American video game developer (born 1978)

Andy Schatz (/ʃɑːts/; born March 9, 1978) is a video game designer based in San Diego. He began developing video games at a young age and graduated from Amherst College. After graduation, he worked for various video game development companies, including TKO Software, before founding his own independent video game development studio Pocketwatch Games in 2004. Attempting to expand his company, Schatz tried enrolling into business school; all applications were rejected. As a result, he began working on games he was passionate about. Schatz has released five video games under Pocketwatch Games: Wildlife Tycoon: Venture Africa, Venture Arctic, Monaco: What's Yours Is Mine, Tooth and Tail, and Monaco 2. His design philosophy revolves around taking inspiration from already existing media, such as films, and transforming it into a video game.

==Early life==
Andy Schatz was born in San Diego. His father was a geophysicist, his mother a philosophy professor. At the age of four, Schatz received a Commodore 64, which sparked his desire to create video games. By the age of seven, he had designed maze games and applied BASIC scripts to make them work.

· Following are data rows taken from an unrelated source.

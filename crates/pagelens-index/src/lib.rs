//! OpenSearch implementation of [`SearchIndex`].
//!
//! Documents go in via `POST {endpoint}/{index}/_doc` with basic auth; kNN
//! queries go through `{index}/_search` with a bool query combining a
//! `term` filter on `image_type` with a `knn` clause, excluding
//! `content_vector` from the response source.

use serde_json::{Value, json};
use tracing::info;

use pagelens_core::RecordType;
use pagelens_core::config::SearchConfig;
use pagelens_core::index::{IndexDocument, IndexError, SearchHit, SearchIndex};
use pagelens_core::model::BoxFuture;

pub struct OpenSearchIndex {
    http: reqwest::Client,
    config: SearchConfig,
}

impl OpenSearchIndex {
    pub fn new(config: SearchConfig) -> Self {
        Self {
            http: reqwest::Client::new(),
            config,
        }
    }

    fn doc_url(&self) -> String {
        format!(
            "{}/{}/_doc",
            self.config.endpoint.trim_end_matches('/'),
            self.config.index_name
        )
    }

    fn search_url(&self) -> String {
        format!(
            "{}/{}/_search",
            self.config.endpoint.trim_end_matches('/'),
            self.config.index_name
        )
    }
}

/// Build the `_doc` body. `content_vector` is attached only when an
/// embedding exists; records with empty text are indexed without one.
pub fn document_body(doc: &IndexDocument) -> Value {
    let mut body = json!({
        "page_number": doc.page_number,
        "image_file_name": doc.image_file_name,
        "text": doc.text,
        "image_type": doc.image_type.as_str(),
        "image": doc.image_base64,
    });
    if let Some(vector) = &doc.content_vector {
        body["content_vector"] = json!(vector);
    }
    body
}

/// Build the filtered kNN search body.
///
/// `size` bounds the result pool; `k` is the neighbor count handed to the
/// kNN operator. They are independent on purpose.
pub fn knn_search_body(record_type: RecordType, vector: &[f32], k: usize, size: usize) -> Value {
    json!({
        "size": size,
        "_source": { "excludes": ["content_vector"] },
        "query": {
            "bool": {
                "must": [
                    { "term": { "image_type": record_type.as_str() } },
                    { "knn": { "content_vector": { "vector": vector, "k": k } } },
                ]
            }
        }
    })
}

fn parse_hits(response: &Value) -> Vec<SearchHit> {
    response["hits"]["hits"]
        .as_array()
        .map(|hits| {
            hits.iter()
                .filter_map(|hit| {
                    let source = &hit["_source"];
                    Some(SearchHit {
                        image_base64: source["image"].as_str()?.to_string(),
                        text: source["text"].as_str().unwrap_or_default().to_string(),
                    })
                })
                .collect()
        })
        .unwrap_or_default()
}

impl SearchIndex for OpenSearchIndex {
    fn upsert<'a>(&'a self, doc: IndexDocument) -> BoxFuture<'a, Result<(), IndexError>> {
        Box::pin(async move {
            let body = document_body(&doc);
            let resp = self
                .http
                .post(self.doc_url())
                .basic_auth(&self.config.username, Some(&self.config.password))
                .json(&body)
                .send()
                .await
                .map_err(|e| IndexError::Transport(e.to_string()))?;

            let status = resp.status();
            if !status.is_success() {
                return Err(IndexError::Status {
                    code: status.as_u16(),
                    body: resp.text().await.unwrap_or_default(),
                });
            }
            info!(
                file = %doc.image_file_name,
                status = status.as_u16(),
                "document indexed"
            );
            Ok(())
        })
    }

    fn search<'a>(
        &'a self,
        record_type: RecordType,
        vector: &'a [f32],
        k: usize,
        size: usize,
    ) -> BoxFuture<'a, Result<Vec<SearchHit>, IndexError>> {
        Box::pin(async move {
            let body = knn_search_body(record_type, vector, k, size);
            let resp = self
                .http
                .post(self.search_url())
                .basic_auth(&self.config.username, Some(&self.config.password))
                .json(&body)
                .send()
                .await
                .map_err(|e| IndexError::Transport(e.to_string()))?;

            let status = resp.status();
            if !status.is_success() {
                return Err(IndexError::Status {
                    code: status.as_u16(),
                    body: resp.text().await.unwrap_or_default(),
                });
            }

            let response: Value = resp
                .json()
                .await
                .map_err(|e| IndexError::Transport(e.to_string()))?;
            Ok(parse_hits(&response))
        })
    }
}

#[cfg(test)]
mod tests {
    use super::*;

    #[test]
    fn document_without_embedding_omits_vector_field() {
        let doc = IndexDocument {
            page_number: 2,
            image_file_name: "page_2_main.png".into(),
            text: String::new(),
            image_type: RecordType::Main,
            image_base64: "aWc=".into(),
            content_vector: None,
        };
        let body = document_body(&doc);
        assert!(body.get("content_vector").is_none());
        assert_eq!(body["image_type"], "main");
    }

    #[test]
    fn document_with_embedding_carries_vector() {
        let doc = IndexDocument {
            page_number: 0,
            image_file_name: "a.png".into(),
            text: "caption".into(),
            image_type: RecordType::Sub,
            image_base64: "aWc=".into(),
            content_vector: Some(vec![0.1, 0.2]),
        };
        let body = document_body(&doc);
        assert_eq!(body["content_vector"].as_array().unwrap().len(), 2);
    }

    #[test]
    fn search_body_filters_by_record_type() {
        let body = knn_search_body(RecordType::Sub, &[0.0; 4], 5, 10);
        assert_eq!(body["query"]["bool"]["must"][0]["term"]["image_type"], "sub");
        let body = knn_search_body(RecordType::Main, &[0.0; 4], 5, 10);
        assert_eq!(body["query"]["bool"]["must"][0]["term"]["image_type"], "main");
    }

    #[test]
    fn search_body_keeps_k_and_size_independent() {
        let body = knn_search_body(RecordType::Main, &[0.0; 4], 5, 12);
        assert_eq!(body["size"], 12);
        assert_eq!(body["query"]["bool"]["must"][1]["knn"]["content_vector"]["k"], 5);
        assert_eq!(body["_source"]["excludes"][0], "content_vector");
    }

    #[test]
    fn hits_parse_in_backend_order() {
        let response = json!({
            "hits": { "hits": [
                { "_source": { "image": "aW1nMQ==", "text": "first" } },
                { "_source": { "image": "aW1nMg==", "text": "second" } },
            ]}
        });
        let hits = parse_hits(&response);
        assert_eq!(hits.len(), 2);
        assert_eq!(hits[0].text, "first");
        assert_eq!(hits[1].image_base64, "aW1nMg==");
    }
}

When he was in seventh grade, he developed code for a game he called Servants of Darkness, a "Warlords-esque game" for the Commodore 64. His work on game development led to an invitation to the 1995 California State Science Fair. In the same year, Schatz began working on Netplay, an online gaming portal, which acted as his introduction to the video game industry. He later enrolled at Amherst College, where he graduated with a degree in Computer Science and Fine Arts.

==Career==
===Early career and TKO Software===
Schatz' first job after college was at the viral marketing firm e-tractions, where he helped create a virtual Christmas snowglobe. After his work at Netplay, he worked on his first commercial release at Presto Studios, where he helped develop Star Trek: Hidden Evil (1999) as a level builder. He left Presto Studios temporarily to work for e-tractions again, only to return later to help with the AI on the Xbox Live version of Whacked! (2002). After leaving Presto Studios, Schatz moved to Santa Cruz to work for TKO Software, and in the early 2000s helped develop Medal of Honor: Allied Assault Breakthrough (2003) and GoldenEye: Rogue Agent (2004) among other games. During a time when the development team had nothing to work on, Schatz proposed a prototype of a game he had been working on described as "a house-robbing game" where players would build a home and defend it, then attempt to break into other players' homes. He sent this prototype to Microsoft, but it did not interest them.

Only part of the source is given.